Sing, and the hills will answer;
Sigh, it is lost on the air;
The echoes bound to a joyful sound,
But shrink from voicing care.

Rejoice, and men will seek you;
Grieve, and they turn and go;
They want full measure of all your pleasure,
But they do not need your woe.
Be glad, and your friends are many;
Be sad, and you lose them all,—
There are none to decline your nectared wine,
But alone you must drink life’s gall.

Feast, and your halls are crowded;
Fast, and the world goes by.
Succeed and give, and it helps you live,
But no man can help you die.
There is room in the halls of pleasure
For a large and lordly train,
But one by one we must all file on
Through the narrow aisles of pain.

We are told that loneliness, particularly among the elderly, is an increasing problem and one that is surely exacerbated by 'lock-down'. Loneliness might be described as "the feeling we get when our need for rewarding social contact and relationships is not met". It's no wonder then that 'stay and home', 'social distancing' and 'self-isolation' have made the problem worse. 

There have been some heart-breaking stories this year about people struggling on their own, especially during 'lock down'. Research reveals that loneliness effects the elderly particularly, and perhaps women more than men. (Click here to read more.) I know of quite a few women who have recently been bereaved, or who have been unable to visit partners suffering from dementia in care homes. Indeed anyone living in a care home who is currently unable to be visited by family and friends must feel desperately lonely. 

Ongoing loneliness can certainly have a profound impact on our mental health, maybe leading to anxiety or depression. I think the sad and pessimistic poem above must have been written by a depressed and lonely woman. Indeed the title 'Solitude' is a misnomer. Solitude can be a welcome relief from time to time, so perhaps the poem should have been called 'Loneliness'? I wonder if you agree with her that "when you weep, you weep alone"?

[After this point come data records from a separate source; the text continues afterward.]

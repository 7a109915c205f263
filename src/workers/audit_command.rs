// Copyright (c) 2025 Kirky.X
//
// Licensed under the MIT License
// See LICENSE file in the project root for full license information.

use std::ffi::OsString;

use crate::domain::models::audit::AuditTask;

/// 无人值守、无沙箱的无头浏览器参数
const CHROME_FLAGS: &[&str] = &[
    "--headless=new",
    "--no-sandbox",
    "--disable-gpu",
    "--disable-dev-shm-usage",
    "--disable-software-rasterizer",
    "--disable-extensions",
    "--no-first-run",
    "--no-default-browser-check",
    "--disable-background-networking",
    "--disable-sync",
    "--metrics-recording-only",
    "--mute-audio",
];

const CATEGORIES: &str = "performance,accessibility,seo,best-practices";

/// 一次外部进程调用
#[derive(Debug, Clone, PartialEq, Eq)]
pub struct CommandSpec {
    pub program: OsString,
    pub args: Vec<OsString>,
}

impl CommandSpec {
    pub fn new<P, I, A>(program: P, args: I) -> Self
    where
        P: Into<OsString>,
        I: IntoIterator<Item = A>,
        A: Into<OsString>,
    {
        Self {
            program: program.into(),
            args: args.into_iter().map(Into::into).collect(),
        }
    }

    /// 用于日志的程序名
    pub fn program_name(&self) -> String {
        self.program.to_string_lossy().into_owned()
    }
}

/// 由审计任务生成进程调用
pub trait AuditCommandBuilder: Send + Sync {
    fn build(&self, task: &AuditTask) -> CommandSpec;
}

/// Lighthouse 调用
#[derive(Debug, Clone)]
pub struct LighthouseCommand {
    binary: String,
    max_wait_for_load_ms: u64,
}

impl LighthouseCommand {
    pub fn new(binary: impl Into<String>, max_wait_for_load_ms: u64) -> Self {
        Self {
            binary: binary.into(),
            max_wait_for_load_ms,
        }
    }
}

impl AuditCommandBuilder for LighthouseCommand {
    fn build(&self, task: &AuditTask) -> CommandSpec {
        let mut output_path = OsString::from("--output-path=");
        output_path.push(task.output_base().as_os_str());

        let args: Vec<OsString> = vec![
            task.url().into(),
            "--preset=desktop".into(),
            format!("--only-categories={}", CATEGORIES).into(),
            "--output=json".into(),
            "--output=html".into(),
            output_path,
            "--save-assets".into(),
            "--quiet".into(),
            format!("--chrome-flags={}", CHROME_FLAGS.join(" ")).into(),
            format!("--max-wait-for-load={}", self.max_wait_for_load_ms).into(),
        ];

        CommandSpec {
            program: OsString::from(&self.binary),
            args,
        }
    }
}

Here are some to links to websites you might find helpful if you are feeling lonely: NHS; Samaritans; Campaign; Mind

Writing prompt:
  • Write about a time when you have felt lonely. Limit your writing to six minutes.
  • Is there a difference between 'loneliness' and 'being alone'? Explore your thoughts on paper.
  • Is it your experience (like the poet) that the world is only interested when you're upbeat and jolly, not when you're sad or depressed? Write for six minutes.
  • What advice would you give to someone experiencing loneliness?

2 comments:

  1. “Many thanks for this topic in the blog, Judith. There’s no doubt that, especially in these dark and somewhat scary times, that loneliness has become an issue. Humans have evolved to be connected and to be shut up at home alone can be an issue for many. There’s a huge difference between “loneliness” and “being alone”. It’s very possibly to be lonely in a crowd and, at the same time, many people (myself amongst them) can be quite comfortable at being alone. Having time to yourself to enjoy things can be really good - yes, of course, it’s wonderful to share a special experience with someone, but day to day activities can be peaceful with no interruptions or need to make conversation. I’ve found solace in these days by exploring my local neighbourhood (I’ve discovered some lovely walks which I would never have done without lockdown) and been able to sit quietly and catch up with reading and other things.
    At the same time, however, it’s important to have some contact, so I’ve got to know my neighbours better (socially distanced but we look out for each other) and utilise electronic media (social media, video calls, zoom, etc) to make new friends - I’m part of two groups (wildlife volunteers and songwriters) who meet online regularly and it’s a real comfort to find like minded individuals who have similar issues but are happy to listen and give advice if it’s needed. I’ve been surprised (though I don’t really know why because I’ve always known that most people are friendly) just how everyone cares about everyone else and offers to help if necessary.
    To me, and I will write more based on your prompts, Judith, I think I’ve discovered more about myself in these last few months. Yes, it would be nice to have someone to share things with and I miss a good hug, but I’m blessed to have good friends (physical and online) with whom I can chat, joke and share experiences. I think that’s super important and no one deserves to be alone and lonely. There’s always someone there to listen - I’ve learned that!”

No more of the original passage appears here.